The agency did find that each side used gas against the other in the battle around Halabja, he said. ”The condition of the dead Kurds' bodies, however, indicated they had been killed with a blood agent -- that is, a cyanide-based gas -- which Iran was known to use. ”The Iraqis, who are thought to have used mustard gas in the battle, are not known to have possessed blood agents at the time.” 

Pelletiere writes that these facts have ”long been in the public domain but, extraordinarily, as often as the Halabja affair is cited, they are rarely mentioned.” 

Pelletiere wrote that Saddam Hussein has much to answer for in the area of human rights abuses. ”But accusing him of gassing his own people at Halabja as an act of genocide is not correct, because as far as the information we have goes, all of the cases where gas was used involved battles.

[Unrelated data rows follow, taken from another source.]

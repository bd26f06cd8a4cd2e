//! Triangle record.

use super::rectangle::DEFAULT_SIZE;
use super::{ObjectId, ShapeStyle};
use kurbo::Point;
use serde::{Deserialize, Serialize};
use uuid::Uuid;

/// An isoceles triangle inscribed in its bounding box.
#[derive(Debug, Clone, PartialEq, Serialize, Deserialize)]
#[serde(rename_all = "camelCase")]
pub struct Triangle {
    pub object_id: ObjectId,
    pub left: f64,
    pub top: f64,
    pub width: f64,
    pub height: f64,
    #[serde(flatten)]
    pub style: ShapeStyle,
}

impl Triangle {
    /// Create a default 100x100 triangle at `position`.
    pub fn new(position: Point) -> Self {
        Self {
            object_id: Uuid::new_v4(),
            left: position.x,
            top: position.y,
            width: DEFAULT_SIZE,
            height: DEFAULT_SIZE,
            style: ShapeStyle::filled(),
        }
    }
}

These were tragedies of war. There may be justifications for invading Iraq, but Halabja is not one of them.” 

Pelletiere has maintained his position. All Saddam would have to do in court now is to cite The New York Times article even if the court would not summon Pelletiere. The issues raised in the article would themselves be sufficient to raise serious questions about the charges filed against Saddam - and in turn the justifications offered last year for invading Iraq. 

The Halabja killings were cited not just by Bush but by British Prime Minister Tony Blair to justify his case for going along with a U.S. invasion of Iraq. A British government dossier released to justify the war on Iraq says that ”Saddam has used chemical weapons, not only against an enemy state, but against his own people.” An inquiry report in 1996 by Lord Justice Scott in what came to be known as the arms-to-Iraq affair gave dramatic pointers to what followed after Halabja. After the use of poison gas in 1988 both the United States and Britain began to supply Saddam Hussein with even more chemical weapons. 

The Scott inquiry had been set up in 1992 following the collapse of the trial in the case of Matrix Churchill, a British firm exporting equipment to Iraq that could be put to military use. 

Three senior executives of Matrix Churchill said the government knew what Matrix Churchill was doing, and that its managing director Paul Henderson had been supplying information about Iraq to the British intelligence agencies on a regular basis. 

The inquiry revealed details of the British government's secret decision to supply Saddam with even more weapons-related equipment after the Halabja killings. 

Former British foreign secretary Geoffrey Howe was found to have written that the end of the Iraq-Iran war could mean ”major opportunities for British industry” in military exports, but he wanted to keep that proposal quiet. 

”It could look very cynical if so soon after expressing outrage about the treatment of the Kurds, we adopt a more flexible approach to arms sales,” one of his officials told the Scott inquiry. Lord Scott condemned the government's decision to change its policy, while keeping MPs and the public in the dark. 

Soon after the attack, the United States approved the export to Iraq of virus cultures and a billion-dollar contract to design and build a petrochemical plant the Iraqis planned to use to produce mustard gas. 

Saddam Hussein has appeared so far without a lawyer to defend him. A Jordanian firm is reported to be speaking up for him. But the real defence for him could be waiting for him in Washington and London.